Eram nos seus lábios de lodo que eu encontrava o sorvedouro daquele torpor. Um torpor de líquido azedo, de gangrena ácida. Que se alastrava por cada palmo de meu corpo. E de tremores extasiados na nuca seca. Naqueles lábios de ranhuras tantas, de digitações tamanhas - como fendas num campo virgem. De carne e carne e deveras carne rósea a ser inflamada pela chama do animal humano. E degustada e sugada até o lúmen da insanidade. Porque não havia mais nada senão aquele momento, aquele instante que alongava os segundos. Mas encurtava a vida. E creio que todos deveriam se voltar para nós dois, observando a proeminência de nossa entrega mútua à essência da qual germinamos. A semente do pecado que nos envolve em sua casca podre, as ramificações do que é errado e circula em nossas veias senis. As raízes do nosso amor que se fazia amor só no silêncio de cada beijo áspero: a traição.Ali, nos prensávamos numa quina de parede. Eu com a mão espalmada. A parede gelada. A cabeça encurvada. E a postura... A postura de completa resignação, de clemência por misericórdia. Misericórdia divina? Mas se há Deus para todos, há para os traidores. Não fora ele quem nos ascendeu ao pecado? Talvez em busca de minha própria misericórdia, então. E crispávamos nosso lábio num só nó, cego, que não avistava o fim da noite. E ainda assim faltava fôlego. Aquela secura na garganta que precede a dor. Afundei a mão direita e puxei-lhe os cabelos desgrenhados para mais desgrenha: pois eu era uma bagunça só. E talvez eu projetasse ali o meu infortúnio. Eu provava do que eu era. Eu afundava nos mares de sua intimidade para me conhecer. Aos meus limites, às feridas tantas que se esconde por sociabilidade e que são proibidas de boiar e respirar. Às cicatrizes mal feitas e latentes. Latejam rente ao ouvido na pulsação eufórica. Quero que a dor passe.

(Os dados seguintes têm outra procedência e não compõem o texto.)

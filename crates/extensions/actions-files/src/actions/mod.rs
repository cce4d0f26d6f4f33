//! File action adapters and the task handlers wrapping them.

mod list_dir;
mod read_text;
mod write_text;

pub use list_dir::{DirEntry, DirListing, ListDirHandler, list_dir};
pub use read_text::{DEFAULT_READ_MAX_BYTES, ReadResult, ReadTextHandler, read_text};
pub use write_text::{WriteResult, WriteTextHandler, write_text};

use aether_protocols::ActionError;

fn parse_params<T: serde::de::DeserializeOwned>(
    payload: serde_json::Value,
) -> Result<T, ActionError> {
    serde_json::from_value(payload).map_err(|e| ActionError::InvalidPayload(e.to_string()))
}

fn to_value<T: serde::Serialize>(result: &T) -> Result<serde_json::Value, ActionError> {
    serde_json::to_value(result).map_err(|e| ActionError::ExecutionFailed(e.to_string()))
}
//! Configuration validation.

use crate::schema::Config;

/// Interpreters that turn an argv allowlist into arbitrary code execution.
const SHELL_INTERPRETERS: &[&str] = &["sh", "bash", "zsh", "dash", "fish", "cmd", "powershell"];

/// Validation result.
#[derive(Debug, Default)]
pub struct ValidationResult {
    pub errors: Vec<ValidationError>,
    pub warnings: Vec<ValidationWarning>,
}

impl ValidationResult {
    pub fn is_valid(&self) -> bool {
        self.errors.is_empty()
    }

    pub fn add_error(&mut self, error: ValidationError) {
        self.errors.push(error);
    }

    pub fn add_warning(&mut self, warning: ValidationWarning) {
        self.warnings.push(warning);
    }
}

/// A validation error.
#[derive(Debug)]
pub struct ValidationError {
    pub path: String,
    pub message: String,
}

impl ValidationError {
    pub fn new(path: impl Into<String>, message: impl Into<String>) -> Self {
        Self {
            path: path.into(),
            message: message.into(),
        }
    }
}

/// A validation warning.
#[derive(Debug)]
pub struct ValidationWarning {
    pub path: String,
    pub message: String,
}

impl ValidationWarning {
    pub fn new(path: impl Into<String>, message: impl Into<String>) -> Self {
        Self {
            path: path.into(),
            message: message.into(),
        }
    }
}

/// Configuration validator.
pub struct ConfigValidator;

impl ConfigValidator {
    /// Validate the configuration.
    pub fn validate(config: &Config) -> ValidationResult {
        let mut result = ValidationResult::default();

        Self::validate_data_dir(config, &mut result);
        Self::validate_runner(config, &mut result);
        Self::validate_enqueue(config, &mut result);
        Self::validate_actions(config, &mut result);

        result
    }

    fn validate_data_dir(config: &Config, result: &mut ValidationResult) {
        if !config.data_dir.is_absolute() {
            result.add_error(ValidationError::new(
                "data_dir",
                format!("data_dir must be absolute, got {:?}", config.data_dir),
            ));
        }
    }

    fn validate_runner(config: &Config, result: &mut ValidationResult) {
        if config.runner.workers == 0 {
            result.add_error(ValidationError::new(
                "runner.workers",
                "workers must be greater than 0",
            ));
        }

        if config.runner.poll_interval_ms == 0 {
            result.add_error(ValidationError::new(
                "runner.poll_interval_ms",
                "poll_interval_ms must be greater than 0",
            ));
        }

        if config.runner.worker_prefix.trim().is_empty() {
            result.add_error(ValidationError::new(
                "runner.worker_prefix",
                "worker_prefix cannot be empty",
            ));
        }
    }

    fn validate_enqueue(config: &Config, result: &mut ValidationResult) {
        if config.enqueue.max_attempts == 0 {
            result.add_error(ValidationError::new(
                "enqueue.max_attempts",
                "max_attempts must be greater than 0",
            ));
        }
    }

    fn validate_actions(config: &Config, result: &mut ValidationResult) {
        if config.actions.allowed_http_domains.is_empty() {
            result.add_warning(ValidationWarning::new(
                "actions.allowed_http_domains",
                "HTTP allowlist is empty, every http.json task will be rejected",
            ));
        }

        for cmd in &config.actions.allowed_shell_cmds {
            if SHELL_INTERPRETERS.contains(&cmd.as_str()) {
                result.add_warning(ValidationWarning::new(
                    "actions.allowed_shell_cmds",
                    format!("'{}' is a shell interpreter and allows arbitrary commands", cmd),
                ));
            }
        }
    }
}

#[cfg(test)]
#[path = "validator_tests.rs"]
mod tests;
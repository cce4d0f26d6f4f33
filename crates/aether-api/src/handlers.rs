//! Route handlers.

use std::sync::Arc;

use axum::Json;
use axum::extract::{Path, State};
use serde::Deserialize;
use serde_json::{Value, json};
use tracing::info;

use aether_runtime::EnqueueRequest;

use crate::error::ApiError;
use crate::state::AppState;

const STATUS_RECENT: usize = 10;

/// Body of `POST /api/enqueue`. Defaults differ from the config-level ones.
#[derive(Debug, Deserialize)]
pub struct EnqueueBody {
    pub task_type: String,
    pub payload: Value,
    #[serde(default = "default_priority")]
    pub priority: i64,
    #[serde(default = "default_timeout_s")]
    pub timeout_s: u64,
    #[serde(default = "default_max_attempts")]
    pub max_attempts: u32,
}

fn default_priority() -> i64 {
    20
}

fn default_timeout_s() -> u64 {
    30
}

fn default_max_attempts() -> u32 {
    3
}

#[derive(Debug, Deserialize)]
pub struct CommandBody {
    pub command: String,
}

/// GET /api/health
pub async fn health(State(state): State<Arc<AppState>>) -> Json<Value> {
    state.increment_requests();
    Json(json!({ "ok": true }))
}

/// GET /api/status
pub async fn status(State(state): State<Arc<AppState>>) -> Result<Json<Value>, ApiError> {
    state.increment_requests();
    let recent = state.runtime.list_recent(STATUS_RECENT).await?;
    Ok(Json(json!({
        "ok": true,
        "recent": recent,
        "orchestrator": state.runtime.orchestrator_status(),
        "requests": state.request_count(),
    })))
}

/// POST /api/enqueue
pub async fn enqueue(
    State(state): State<Arc<AppState>>,
    Json(body): Json<EnqueueBody>,
) -> Result<Json<Value>, ApiError> {
    state.increment_requests();
    let request = EnqueueRequest::new(body.task_type, body.payload)
        .with_priority(body.priority)
        .with_timeout(body.timeout_s)
        .with_max_attempts(body.max_attempts);
    let task_id = state.runtime.enqueue(request).await?;
    info!(task_id = %task_id, "Task enqueued via API");
    Ok(Json(json!({ "ok": true, "task_id": task_id })))
}

/// GET /api/task/{id}
pub async fn get_task(
    State(state): State<Arc<AppState>>,
    Path(id): Path<String>,
) -> Result<Json<Value>, ApiError> {
    state.increment_requests();
    let task = state
        .runtime
        .get_task(&id)
        .await?
        .ok_or_else(|| ApiError::NotFound(format!("Task not found: {id}")))?;
    Ok(Json(json!({ "ok": true, "task": task })))
}

/// POST /api/task/{id}/cancel
pub async fn cancel_task(
    State(state): State<Arc<AppState>>,
    Path(id): Path<String>,
) -> Result<Json<Value>, ApiError> {
    state.increment_requests();
    if !state.runtime.cancel_task(&id).await? {
        return Err(ApiError::Conflict(format!(
            "Task {id} is not waiting to run"
        )));
    }
    info!(task_id = %id, "Task canceled via API");
    Ok(Json(json!({ "ok": true, "task_id": id })))
}

/// POST /api/command
pub async fn command(
    State(state): State<Arc<AppState>>,
    Json(body): Json<CommandBody>,
) -> Result<Json<Value>, ApiError> {
    state.increment_requests();
    let outcome = state
        .runtime
        .route_command(&body.command)
        .await
        .ok_or_else(|| ApiError::NotFound(format!("No command handles: {}", body.command.trim())))?;
    Ok(Json(serde_json::to_value(outcome).map_err(|e| ApiError::Internal(e.to_string()))?))
}
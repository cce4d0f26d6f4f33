//! Error types for the Aether protocol layer.

mod action;
mod command;
mod registry;

pub use action::*;
pub use command::*;
pub use registry::*;
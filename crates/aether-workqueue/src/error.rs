//! Queue errors.

use aether_protocols::RegistryError;
use thiserror::Error;

/// Queue error types.
#[derive(Debug, Error)]
pub enum QueueError {
    /// A task with this id already exists.
    #[error("Duplicate task id: {0}")]
    DuplicateId(String),

    /// Task not found.
    #[error("Task not found: {0}")]
    TaskNotFound(String),

    /// No handler is registered for the task type.
    #[error("Unknown task type: {0}")]
    UnknownTaskType(String),

    /// The durable store failed; the operation had no effect.
    #[error("Storage error: {0}")]
    Storage(String),

    #[error(transparent)]
    Registry(#[from] RegistryError),
}

impl From<tokio_rusqlite::Error> for QueueError {
    fn from(err: tokio_rusqlite::Error) -> Self {
        QueueError::Storage(err.to_string())
    }
}

impl From<rusqlite::Error> for QueueError {
    fn from(err: rusqlite::Error) -> Self {
        QueueError::Storage(err.to_string())
    }
}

Amor... Quem virá me falar de amor? De amor puro? Quem virá falar de fidelidade para alguém que nunca foi amado de fato? Quem ousa evocar honestidade sem vestir a carapuça que é essa desgraça de corpo e de mente que me encarceram? Pois que julguem! Que gastem toda a saliva para proferir os mil júbilos de má fé! Fingirei que não me importo. Melhor, perderei mais tempo mordiscando essa boca gorda para não pensar nisso. E para provocá-los e me provocar e provocar essa organização turva que alicerça a existência que já nasce morta brincando de viva. Não sei se nasci pra conveniências, pra coisinhas pré-determinadas e regras inquestionáveis. Se um dia eu me atrelei nesses compromissos, hoje me arrependo. O que tenho não é só para uma pessoa. Há força demais dentro de mim para eu desprender numa silhueta só. Há chamas demais que me queimam para uma pessoa só me salvar. São tantas e tantas cadências. No meu passado – tantas saliências. E reticências. Há em mim um céu de covardia tão lindo. Sou covarde...
E o fim do beijo.
Eis o efeito colateral: o que antes era belo exala um cheiro enojado. Diálogos toscos, frases de prontidão. Eu quero logo é o silêncio profundo. A calmaria que a solidão dá, antes do martírio da consciência. Sentei no chão e cobri os joelhos com as mãos suadas. E a corpulência toda se reduz a uma esferinha de homem. E o suor das mãos sinto também no rosto empalidecido de um medo cru. O suor de um quente culpado. Culpado... E o celular toca:
Eu atrasei no serviço, meu bem. Em meia hora estarei em casa.